Problem description
For the data that follows, state how many lines hold the string "StatusPolicy", giving the number by itself.

Dataset extract
───
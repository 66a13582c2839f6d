//! Shared application state.

use std::sync::Arc;

use domain::{
    CartService, CatalogService, OrderService, ReviewService, StatusPolicy, UserLocks,
    UserService, WishlistService,
};
use store::Store;

/// Services accessible from all handlers, all backed by one store.
pub struct AppState<S: Store> {
    pub catalog: CatalogService<S>,
    pub carts: CartService<S>,
    pub orders: OrderService<S>,
    pub reviews: ReviewService<S>,
    pub wishlists: WishlistService<S>,
    pub users: UserService<S>,
}

impl<S: Store + Clone> AppState<S> {
    /// Wires every service over `store`. Cart and checkout share one set of user locks.
    pub fn new(store: S, policy: StatusPolicy) -> Self {
        let locks = UserLocks::new();
        Self {
            catalog: CatalogService::new(store.clone()),
            carts: CartService::new(store.clone(), locks.clone()),
            orders: OrderService::new(store.clone(), locks).with_policy(policy),
            reviews: ReviewService::new(store.clone()),
            wishlists: WishlistService::new(store.clone()),
            users: UserService::new(store),
        }
    }
}

/// Creates the application state for `store`.
pub fn create_state<S: Store + Clone>(store: S, policy: StatusPolicy) -> Arc<AppState<S>> {
    Arc::new(AppState::new(store, policy))
}
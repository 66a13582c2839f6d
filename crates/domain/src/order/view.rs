//! Read models returned by the order service.

use chrono::NaiveDate;
use common::{Money, OrderId, OrderItemId, OrderStatus, OrderUuid, ProductId, UserId};
use serde::{Deserialize, Serialize};
use store::{Address, Order, OrderLine};

/// Checkout input. Omitted shipping fields fall back to the user's address.
#[derive(Debug, Clone, Default, Deserialize)]
#[serde(rename_all = "camelCase")]
pub struct ShippingInfo {
    pub shipping_address: Option<String>,
    pub shipping_city: Option<String>,
    pub shipping_state: Option<String>,
    pub shipping_zip_code: Option<String>,
    pub notes: Option<String>,
}

impl ShippingInfo {
    pub(crate) fn address(&self) -> Address {
        Address {
            address: self.shipping_address.clone(),
            city: self.shipping_city.clone(),
            state: self.shipping_state.clone(),
            zip_code: self.shipping_zip_code.clone(),
        }
    }
}

/// One frozen order line.
#[derive(Debug, Clone, Serialize)]
#[serde(rename_all = "camelCase")]
pub struct OrderItemView {
    pub id: OrderItemId,
    pub product_id: Option<ProductId>,
    pub product_name: Option<String>,
    pub product_image: Option<String>,
    pub unit_price: Money,
    pub quantity: u32,
    pub total: Money,
}

impl From<OrderLine> for OrderItemView {
    fn from(line: OrderLine) -> Self {
        Self {
            total: line.total(),
            id: line.id,
            product_id: line.product_id,
            product_name: line.product_name,
            product_image: line.product_image,
            unit_price: line.unit_price,
            quantity: line.quantity,
        }
    }
}

#[derive(Debug, Clone, Serialize)]
#[serde(rename_all = "camelCase")]
pub struct OrderView {
    pub id: OrderId,
    pub uuid: OrderUuid,
    pub user_id: Option<UserId>,
    pub status: OrderStatus,
    pub order_date: NaiveDate,
    pub delivery_date: Option<NaiveDate>,
    pub total_amount: Money,
    pub shipping_address: Option<String>,
    pub shipping_city: Option<String>,
    pub shipping_state: Option<String>,
    pub shipping_zip_code: Option<String>,
    pub notes: Option<String>,
    pub items: Vec<OrderItemView>,
}

impl From<Order> for OrderView {
    fn from(order: Order) -> Self {
        Self {
            id: order.id,
            uuid: order.uuid,
            user_id: order.user_id,
            status: order.status,
            order_date: order.order_date,
            delivery_date: order.delivery_date,
            total_amount: order.total_amount,
            shipping_address: order.shipping.address,
            shipping_city: order.shipping.city,
            shipping_state: order.shipping.state,
            shipping_zip_code: order.shipping.zip_code,
            notes: order.notes,
            items: order.lines.into_iter().map(OrderItemView::from).collect(),
        }
    }
}

/// Row of the "my orders" listing.
#[derive(Debug, Clone, Serialize)]
#[serde(rename_all = "camelCase")]
pub struct OrderSummary {
    pub id: OrderId,
    pub uuid: OrderUuid,
    pub order_date: NaiveDate,
    pub total_amount: Money,
    pub status: OrderStatus,
    /// Number of distinct lines, not units.
    pub item_count: usize,
}

impl From<&Order> for OrderSummary {
    fn from(order: &Order) -> Self {
        Self {
            id: order.id,
            uuid: order.uuid,
            order_date: order.order_date,
            total_amount: order.total_amount,
            status: order.status,
            item_count: order.lines.len(),
        }
    }
}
───
Result below
3